* WHAT NEEDS TO BE DONE *
Once you reach the line containing "impl From<RpcError> for" in the entries below, write out that line and each one after it down to the line containing "pub struct JsonRpcResponse", exactly and with nothing added.

* EXERCISE INPUT *

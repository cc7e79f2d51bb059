//! Structured advisory flags derived from a forecast
//!
//! Flags carry no text; the dashboard maps each one to its own message.

use consumption_math::statistics::{mean, variance};
use serde::{Deserialize, Serialize};

/// Ratio of forecast mean to historical mean beyond which consumption is
/// flagged as rising (or, inverted, falling)
const CHANGE_THRESHOLD: f64 = 0.2;

/// Advisory flag attached to a forecast
#[derive(Debug, Clone, Copy, PartialEq, Eq, Hash, Serialize, Deserialize)]
#[serde(rename_all = "snake_case")]
pub enum Recommendation {
    /// Forecast mean more than 20% above the historical mean
    RisingConsumption,
    /// Forecast mean more than 20% below the historical mean
    FallingConsumption,
    /// Forecast varies more than the history did
    HighVariability,
    ConsistentWithHistory,
    /// Too few months to run the requested method
    InsufficientHistory,
    /// Ensemble members disagree on the values
    LowMethodAgreement,
    /// Ensemble members disagree on the direction
    InconsistentMethodTrends,
}

/// Compare a forecast against the history it was produced from.
///
/// Always returns at least one flag.
pub fn generate(history: &[f64], forecast: &[f64]) -> Vec<Recommendation> {
    let mut flags = Vec::new();

    let historical_mean = mean(history);
    let forecast_mean = mean(forecast);

    if forecast_mean > historical_mean * (1.0 + CHANGE_THRESHOLD) {
        flags.push(Recommendation::RisingConsumption);
    } else if forecast_mean < historical_mean * (1.0 - CHANGE_THRESHOLD) {
        flags.push(Recommendation::FallingConsumption);
    }

    if variance(forecast) > variance(history) {
        flags.push(Recommendation::HighVariability);
    }

    if flags.is_empty() {
        flags.push(Recommendation::ConsistentWithHistory);
    }

    flags
}
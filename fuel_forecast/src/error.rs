//! Error types for the fuel_forecast crate

use consumption_math::MathError;
use thiserror::Error;

/// Custom error types for the fuel_forecast crate
#[derive(Debug, Error)]
pub enum ForecastError {
    /// Error related to data loading or parsing
    #[error("Data error: {0}")]
    DataError(String),

    /// Caller supplied an argument outside its contract
    #[error("Invalid parameter: {0}")]
    InvalidParameter(String),

    /// Method name that does not map to any forecaster
    #[error("Unknown forecasting method: {0}")]
    UnknownMethod(String),

    /// Engine configuration could not be loaded or is inconsistent
    #[error("Configuration error: {0}")]
    ConfigError(String),

    /// Error from mathematical operations
    #[error("Math error: {0}")]
    MathError(#[from] MathError),

    /// Error from IO operations
    #[error("IO error: {0}")]
    IoError(#[from] std::io::Error),

    /// Error from CSV parsing
    #[error("CSV error: {0}")]
    CsvError(String),

    /// Error from JSON (de)serialization
    #[error("Serialization error: {0}")]
    SerializationError(String),
}

/// Result type with our custom error
pub type Result<T> = std::result::Result<T, ForecastError>;

impl From<csv::Error> for ForecastError {
    fn from(err: csv::Error) -> Self {
        ForecastError::CsvError(err.to_string())
    }
}

impl From<serde_json::Error> for ForecastError {
    fn from(err: serde_json::Error) -> Self {
        ForecastError::SerializationError(err.to_string())
    }
}

impl From<chrono::ParseError> for ForecastError {
    fn from(err: chrono::ParseError) -> Self {
        ForecastError::DataError(format!("Invalid date: {}", err))
    }
}
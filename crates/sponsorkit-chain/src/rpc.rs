use std::collections::HashMap;
use std::str::FromStr;
use std::sync::atomic::{AtomicBool, AtomicU64, Ordering};
use std::sync::{Arc, RwLock};
use std::time::{Duration, Instant};

use alloy_primitives::{Address, Bytes, U256};
use serde::{Deserialize, Serialize};
use sponsorkit_common::SponsorError;
use thiserror::Error;
use tracing::{debug, warn};

use crate::chains::ChainConfig;

#[derive(Error, Debug)]
pub enum RpcError {
    #[error("all RPC endpoints failed for chain {chain_id}")]
    AllEndpointsFailed { chain_id: u64 },
    #[error("HTTP error: {0}")]
    Http(String),
    #[error("JSON-RPC error {code}: {message}")]
    JsonRpc { code: i64, message: String },
    #[error("deserialization error: {0}")]
    Deserialize(String),
    #[error("no endpoints configured for chain {0}")]
    NoEndpoints(u64),
}

impl From<RpcError> for SponsorError {
    fn from(err: RpcError) -> Self {
        SponsorError::Rpc(err.to_string())
    }
}

/// A raw JSON-RPC request.
#[derive(Debug, Serialize)]
pub struct JsonRpcRequest {
    pub jsonrpc: &'static str,
    pub method: String,
    pub params: serde_json::Value,
    pub id: u64,
}

/// A raw JSON-RPC response.
#[derive(Debug, Deserialize)]
pub struct JsonRpcResponse {
    pub jsonrpc: String,
    pub result: Option<serde_json::Value>,
    pub error: Option<JsonRpcError>,
    pub id: u64,
}

#[derive(Debug, Deserialize)]
pub struct JsonRpcError {
    pub code: i64,
    pub message: String,
}

/// Health status of an RPC endpoint.
#[derive(Debug, Clone)]
struct EndpointHealth {
    url: String,
    failures: u32,
    last_failure: Option<Instant>,
}

impl EndpointHealth {
    fn new(url: String) -> Self {
        Self {
            url,
            failures: 0,
            last_failure: None,
        }
    }

    fn is_healthy(&self) -> bool {
        // After 3+ consecutive failures, consider unhealthy for 30s
        if self.failures >= 3 {
            if let Some(t) = self.last_failure {
                return t.elapsed() > Duration::from_secs(30);
            }
        }
        true
    }

    fn record_success(&mut self) {
        self.failures = 0;
    }

    fn record_failure(&mut self) {
        self.failures += 1;
        self.last_failure = Some(Instant::now());
    }
}

struct CacheEntry {
    data: serde_json::Value,
    inserted_at: Instant,
    ttl: Duration,
}

impl CacheEntry {
    fn is_valid(&self) -> bool {
        self.inserted_at.elapsed() < self.ttl
    }
}

/// Read access to the chain the session is bound to.
///
/// Every method is a suspension point; implementations never cache
/// deployment state indefinitely.
#[async_trait::async_trait]
pub trait ChainReader: Send + Sync {
    async fn chain_id(&self) -> Result<u64, RpcError>;
    async fn get_balance(&self, address: Address) -> Result<U256, RpcError>;
    async fn get_code(&self, address: Address) -> Result<Bytes, RpcError>;
    async fn call(&self, to: Address, data: Bytes) -> Result<Bytes, RpcError>;
}

/// Connection pool with failover for a single chain's RPC endpoints.
pub struct RpcPool {
    chain_id: u64,
    endpoints: Arc<RwLock<Vec<EndpointHealth>>>,
    http: reqwest::Client,
    cache: Arc<RwLock<HashMap<String, CacheEntry>>>,
    request_id: AtomicU64,
}

impl RpcPool {
    pub fn new(chain_id: u64, urls: Vec<String>) -> Self {
        let endpoints = urls.into_iter().map(EndpointHealth::new).collect();
        Self {
            chain_id,
            endpoints: Arc::new(RwLock::new(endpoints)),
            http: reqwest::Client::builder()
                .timeout(Duration::from_secs(15))
                .build()
                .unwrap_or_default(),
            cache: Arc::new(RwLock::new(HashMap::new())),
            request_id: AtomicU64::new(1),
        }
    }

    pub fn chain_id(&self) -> u64 {
        self.chain_id
    }

    fn next_id(&self) -> u64 {
        self.request_id.fetch_add(1, Ordering::Relaxed)
    }

    fn get_cached(&self, key: &str) -> Option<serde_json::Value> {
        let cache = self.cache.read().unwrap_or_else(|e| e.into_inner());
        cache
            .get(key)
            .filter(|e| e.is_valid())
            .map(|e| e.data.clone())
    }

    fn set_cached(&self, key: String, data: serde_json::Value, ttl: Duration) {
        let mut cache = self.cache.write().unwrap_or_else(|e| e.into_inner());
        cache.retain(|_, e| e.is_valid());
        cache.insert(
            key,
            CacheEntry {
                data,
                inserted_at: Instant::now(),
                ttl,
            },
        );
    }

    /// Send a JSON-RPC request with automatic failover across endpoints.
    pub async fn request(
        &self,
        method: &str,
        params: serde_json::Value,
    ) -> Result<serde_json::Value, RpcError> {
        let urls: Vec<(usize, String)> = {
            let eps = self.endpoints.read().unwrap_or_else(|e| e.into_inner());
            if eps.is_empty() {
                return Err(RpcError::NoEndpoints(self.chain_id));
            }
            // Healthy endpoints first, then unhealthy as fallback
            let mut ordered: Vec<(usize, &EndpointHealth)> = eps.iter().enumerate().collect();
            ordered.sort_by_key(|(_, e)| !e.is_healthy());
            ordered.iter().map(|(i, e)| (*i, e.url.clone())).collect()
        };

        let body = JsonRpcRequest {
            jsonrpc: "2.0",
            method: method.to_string(),
            params,
            id: self.next_id(),
        };

        let mut last_err = None;
        for (idx, url) in &urls {
            debug!(chain_id = self.chain_id, url, method, "RPC request");
            let resp = match self.http.post(url).json(&body).send().await {
                Ok(resp) => resp,
                Err(e) => {
                    warn!(chain_id = self.chain_id, url, %e, "RPC connection error");
                    self.endpoints.write().unwrap_or_else(|e| e.into_inner())[*idx].record_failure();
                    last_err = Some(RpcError::Http(e.to_string()));
                    continue;
                }
            };

            let status = resp.status();
            if !status.is_success() {
                let msg = format!("HTTP {status}");
                warn!(chain_id = self.chain_id, url, %msg, "RPC HTTP error");
                self.endpoints.write().unwrap_or_else(|e| e.into_inner())[*idx].record_failure();
                last_err = Some(RpcError::Http(msg));
                continue;
            }

            match resp.json::<JsonRpcResponse>().await {
                Ok(rpc_resp) => {
                    // A JSON-RPC level error is a valid answer from a healthy node
                    self.endpoints.write().unwrap_or_else(|e| e.into_inner())[*idx].record_success();
                    if let Some(err) = rpc_resp.error {
                        return Err(RpcError::JsonRpc {
                            code: err.code,
                            message: err.message,
                        });
                    }
                    return Ok(rpc_resp.result.unwrap_or(serde_json::Value::Null));
                }
                Err(e) => {
                    warn!(chain_id = self.chain_id, url, %e, "RPC parse error");
                    self.endpoints.write().unwrap_or_else(|e| e.into_inner())[*idx].record_failure();
                    last_err = Some(RpcError::Deserialize(e.to_string()));
                }
            }
        }

        Err(last_err.unwrap_or(RpcError::AllEndpointsFailed {
            chain_id: self.chain_id,
        }))
    }
}

/// EVM JSON-RPC client built on top of RpcPool.
pub struct EvmRpcClient {
    pool: Arc<RpcPool>,
}

impl EvmRpcClient {
    pub fn new(pool: Arc<RpcPool>) -> Self {
        Self { pool }
    }

    pub fn from_config(config: &ChainConfig) -> Self {
        Self::new(Arc::new(RpcPool::new(
            config.chain_id,
            vec![config.rpc_url.to_string()],
        )))
    }
}

fn expect_str(value: &serde_json::Value, what: &str) -> Result<String, RpcError> {
    value
        .as_str()
        .map(|s| s.to_string())
        .ok_or_else(|| RpcError::Deserialize(format!("expected string {what}")))
}

fn parse_quantity(hex: &str) -> Result<U256, RpcError> {
    U256::from_str_radix(hex.trim_start_matches("0x"), 16)
        .map_err(|e| RpcError::Deserialize(format!("invalid quantity {hex}: {e}")))
}

fn parse_bytes(hex: &str) -> Result<Bytes, RpcError> {
    Bytes::from_str(hex).map_err(|e| RpcError::Deserialize(format!("invalid data {hex}: {e}")))
}

#[async_trait::async_trait]
impl ChainReader for EvmRpcClient {
    async fn chain_id(&self) -> Result<u64, RpcError> {
        let cache_key = format!("chain_id:{}", self.pool.chain_id);
        let result = match self.pool.get_cached(&cache_key) {
            Some(cached) => cached,
            None => {
                let result = self.pool.request("eth_chainId", serde_json::json!([])).await?;
                // A node's chain id never changes
                self.pool
                    .set_cached(cache_key, result.clone(), Duration::from_secs(3600));
                result
            }
        };
        let id = parse_quantity(&expect_str(&result, "chain id")?)?;
        u64::try_from(id).map_err(|_| RpcError::Deserialize(format!("chain id {id} out of range")))
    }

    async fn get_balance(&self, address: Address) -> Result<U256, RpcError> {
        let cache_key = format!("balance:{}:{address}", self.pool.chain_id);
        if let Some(cached) = self.pool.get_cached(&cache_key) {
            return parse_quantity(&expect_str(&cached, "balance")?);
        }
        let result = self
            .pool
            .request("eth_getBalance", serde_json::json!([address, "latest"]))
            .await?;
        // Balance changes with every block
        self.pool
            .set_cached(cache_key, result.clone(), Duration::from_secs(2));
        parse_quantity(&expect_str(&result, "balance")?)
    }

    async fn get_code(&self, address: Address) -> Result<Bytes, RpcError> {
        let result = self
            .pool
            .request("eth_getCode", serde_json::json!([address, "latest"]))
            .await?;
        parse_bytes(&expect_str(&result, "code")?)
    }

    async fn call(&self, to: Address, data: Bytes) -> Result<Bytes, RpcError> {
        let result = self
            .pool
            .request(
                "eth_call",
                serde_json::json!([{"to": to, "data": data}, "latest"]),
            )
            .await?;
        parse_bytes(&expect_str(&result, "call result")?)
    }
}

/// In-memory chain state (for development/testing).
///
/// Calls are answered by `(target, selector)` lookup.
pub struct InMemoryChain {
    chain_id: u64,
    balances: RwLock<HashMap<Address, U256>>,
    code: RwLock<HashMap<Address, Bytes>>,
    calls: RwLock<HashMap<(Address, [u8; 4]), Bytes>>,
    failing: AtomicBool,
    requests: AtomicU64,
}

impl InMemoryChain {
    pub fn new(chain_id: u64) -> Self {
        Self {
            chain_id,
            balances: RwLock::new(HashMap::new()),
            code: RwLock::new(HashMap::new()),
            calls: RwLock::new(HashMap::new()),
            failing: AtomicBool::new(false),
            requests: AtomicU64::new(0),
        }
    }

    pub fn set_balance(&self, address: Address, balance: U256) {
        self.balances.write().unwrap_or_else(|e| e.into_inner()).insert(address, balance);
    }

    pub fn set_code(&self, address: Address, code: Bytes) {
        self.code.write().unwrap_or_else(|e| e.into_inner()).insert(address, code);
    }

    pub fn set_call_result(&self, to: Address, selector: [u8; 4], result: Bytes) {
        self.calls.write().unwrap_or_else(|e| e.into_inner()).insert((to, selector), result);
    }

    /// Make every subsequent request fail with an HTTP error.
    pub fn set_failing(&self, failing: bool) {
        self.failing.store(failing, Ordering::SeqCst);
    }

    /// Number of requests served so far.
    pub fn request_count(&self) -> u64 {
        self.requests.load(Ordering::SeqCst)
    }

    fn begin(&self) -> Result<(), RpcError> {
        self.requests.fetch_add(1, Ordering::SeqCst);
        if self.failing.load(Ordering::SeqCst) {
            return Err(RpcError::Http("in-memory chain unavailable".into()));
        }
        Ok(())
    }
}

#[async_trait::async_trait]
impl ChainReader for InMemoryChain {
    async fn chain_id(&self) -> Result<u64, RpcError> {
        self.begin()?;
        Ok(self.chain_id)
    }

    async fn get_balance(&self, address: Address) -> Result<U256, RpcError> {
        self.begin()?;
        Ok(self
            .balances
            .read()
            .unwrap_or_else(|e| e.into_inner())
            .get(&address)
            .copied()
            .unwrap_or_default())
    }

    async fn get_code(&self, address: Address) -> Result<Bytes, RpcError> {
        self.begin()?;
        Ok(self
            .code
            .read()
            .unwrap_or_else(|e| e.into_inner())
            .get(&address)
            .cloned()
            .unwrap_or_default())
    }

    async fn call(&self, to: Address, data: Bytes) -> Result<Bytes, RpcError> {
        self.begin()?;
        let selector: [u8; 4] = data
            .get(..4)
            .and_then(|s| s.try_into().ok())
            .ok_or_else(|| RpcError::JsonRpc {
                code: -32602,
                message: "call data shorter than a selector".into(),
            })?;
        self.calls
            .read()
            .unwrap_or_else(|e| e.into_inner())
            .get(&(to, selector))
            .cloned()
            .ok_or_else(|| RpcError::JsonRpc {
                code: 3,
                message: "execution reverted".into(),
            })
    }
}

* EXPECTED ANSWER *
impl From<RpcError> for SponsorError {
    fn from(err: RpcError) -> Self {
        SponsorError::Rpc(err.to_string())
    }
}

/// A raw JSON-RPC request.
#[derive(Debug, Serialize)]
pub struct JsonRpcRequest {
    pub jsonrpc: &'static str,
    pub method: String,
    pub params: serde_json::Value,
    pub id: u64,
}

/// A raw JSON-RPC response.
#[derive(Debug, Deserialize)]
pub struct JsonRpcResponse {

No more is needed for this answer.